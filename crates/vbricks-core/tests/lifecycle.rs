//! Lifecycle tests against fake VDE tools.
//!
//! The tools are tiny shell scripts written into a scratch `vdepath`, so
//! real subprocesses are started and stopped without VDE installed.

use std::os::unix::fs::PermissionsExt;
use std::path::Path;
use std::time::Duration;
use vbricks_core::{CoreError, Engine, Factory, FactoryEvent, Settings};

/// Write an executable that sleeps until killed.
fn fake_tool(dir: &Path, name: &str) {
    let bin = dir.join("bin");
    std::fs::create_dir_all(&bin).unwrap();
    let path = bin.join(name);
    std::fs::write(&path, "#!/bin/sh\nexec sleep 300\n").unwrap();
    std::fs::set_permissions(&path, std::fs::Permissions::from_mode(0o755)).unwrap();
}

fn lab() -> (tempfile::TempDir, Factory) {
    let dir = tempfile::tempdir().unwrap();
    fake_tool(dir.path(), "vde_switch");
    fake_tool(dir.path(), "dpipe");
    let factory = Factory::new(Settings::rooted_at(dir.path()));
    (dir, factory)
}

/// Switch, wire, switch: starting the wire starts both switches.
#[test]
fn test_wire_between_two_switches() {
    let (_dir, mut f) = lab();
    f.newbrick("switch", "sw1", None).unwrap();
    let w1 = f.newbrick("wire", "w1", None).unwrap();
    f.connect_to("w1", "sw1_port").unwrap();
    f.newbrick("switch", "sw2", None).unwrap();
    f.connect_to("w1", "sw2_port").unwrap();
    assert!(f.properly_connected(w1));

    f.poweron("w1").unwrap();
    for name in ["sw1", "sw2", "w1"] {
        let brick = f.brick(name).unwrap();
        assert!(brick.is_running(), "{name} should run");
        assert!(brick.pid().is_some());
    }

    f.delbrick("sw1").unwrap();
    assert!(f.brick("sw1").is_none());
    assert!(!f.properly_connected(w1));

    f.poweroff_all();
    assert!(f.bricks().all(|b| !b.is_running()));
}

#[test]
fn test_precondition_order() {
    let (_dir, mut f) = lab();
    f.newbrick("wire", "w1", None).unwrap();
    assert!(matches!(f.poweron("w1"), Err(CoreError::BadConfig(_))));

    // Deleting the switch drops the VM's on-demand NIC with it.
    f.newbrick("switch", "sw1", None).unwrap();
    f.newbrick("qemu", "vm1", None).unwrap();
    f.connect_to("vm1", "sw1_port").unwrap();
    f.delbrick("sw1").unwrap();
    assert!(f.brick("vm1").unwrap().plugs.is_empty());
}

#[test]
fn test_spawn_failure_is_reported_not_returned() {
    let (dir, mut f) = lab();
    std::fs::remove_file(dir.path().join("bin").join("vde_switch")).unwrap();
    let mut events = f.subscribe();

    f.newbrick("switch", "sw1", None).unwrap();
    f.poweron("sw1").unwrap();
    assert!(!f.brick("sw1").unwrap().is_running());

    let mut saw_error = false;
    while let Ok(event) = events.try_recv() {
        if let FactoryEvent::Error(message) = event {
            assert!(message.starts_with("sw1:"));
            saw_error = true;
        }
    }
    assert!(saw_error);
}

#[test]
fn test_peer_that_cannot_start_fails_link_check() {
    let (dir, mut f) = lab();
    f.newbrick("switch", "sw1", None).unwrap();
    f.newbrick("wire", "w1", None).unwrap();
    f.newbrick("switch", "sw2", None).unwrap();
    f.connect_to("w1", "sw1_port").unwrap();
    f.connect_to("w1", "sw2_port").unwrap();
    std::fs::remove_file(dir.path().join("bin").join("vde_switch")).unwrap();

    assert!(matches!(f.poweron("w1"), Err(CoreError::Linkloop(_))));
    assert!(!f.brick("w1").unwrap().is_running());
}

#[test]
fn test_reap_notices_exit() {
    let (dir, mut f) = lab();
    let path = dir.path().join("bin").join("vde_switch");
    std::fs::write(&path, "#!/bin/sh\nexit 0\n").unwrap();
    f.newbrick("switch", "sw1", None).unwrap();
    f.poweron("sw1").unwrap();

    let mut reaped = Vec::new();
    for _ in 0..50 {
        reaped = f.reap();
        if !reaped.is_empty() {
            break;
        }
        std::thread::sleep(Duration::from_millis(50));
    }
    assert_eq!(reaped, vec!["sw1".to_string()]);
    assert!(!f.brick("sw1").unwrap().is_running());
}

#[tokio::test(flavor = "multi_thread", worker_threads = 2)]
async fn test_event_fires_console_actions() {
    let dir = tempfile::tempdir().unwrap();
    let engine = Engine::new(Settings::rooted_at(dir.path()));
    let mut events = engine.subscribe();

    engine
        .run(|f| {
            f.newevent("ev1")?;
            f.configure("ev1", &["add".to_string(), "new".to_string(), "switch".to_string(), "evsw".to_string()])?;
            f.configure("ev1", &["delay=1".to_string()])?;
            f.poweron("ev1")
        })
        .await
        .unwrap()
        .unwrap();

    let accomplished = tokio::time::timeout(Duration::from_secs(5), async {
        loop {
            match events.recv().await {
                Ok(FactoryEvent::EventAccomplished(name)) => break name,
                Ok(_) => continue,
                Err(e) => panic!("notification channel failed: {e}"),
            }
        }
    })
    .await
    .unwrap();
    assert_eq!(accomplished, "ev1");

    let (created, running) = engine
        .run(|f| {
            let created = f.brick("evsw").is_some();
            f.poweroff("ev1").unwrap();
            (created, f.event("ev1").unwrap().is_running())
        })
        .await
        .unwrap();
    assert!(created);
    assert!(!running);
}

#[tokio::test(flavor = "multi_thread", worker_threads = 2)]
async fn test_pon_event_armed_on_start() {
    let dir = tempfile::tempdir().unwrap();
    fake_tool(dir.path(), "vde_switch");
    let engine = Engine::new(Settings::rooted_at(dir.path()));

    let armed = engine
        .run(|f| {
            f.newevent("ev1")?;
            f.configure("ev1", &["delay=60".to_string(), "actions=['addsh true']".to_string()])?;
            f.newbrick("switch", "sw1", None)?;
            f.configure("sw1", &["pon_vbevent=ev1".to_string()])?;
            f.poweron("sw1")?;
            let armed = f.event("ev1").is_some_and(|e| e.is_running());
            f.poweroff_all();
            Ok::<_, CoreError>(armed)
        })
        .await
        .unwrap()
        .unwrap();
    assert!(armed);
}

→ Task to complete: Among the entries, how many lines contain the word "async"? Give the number alone.

→ Task output: 3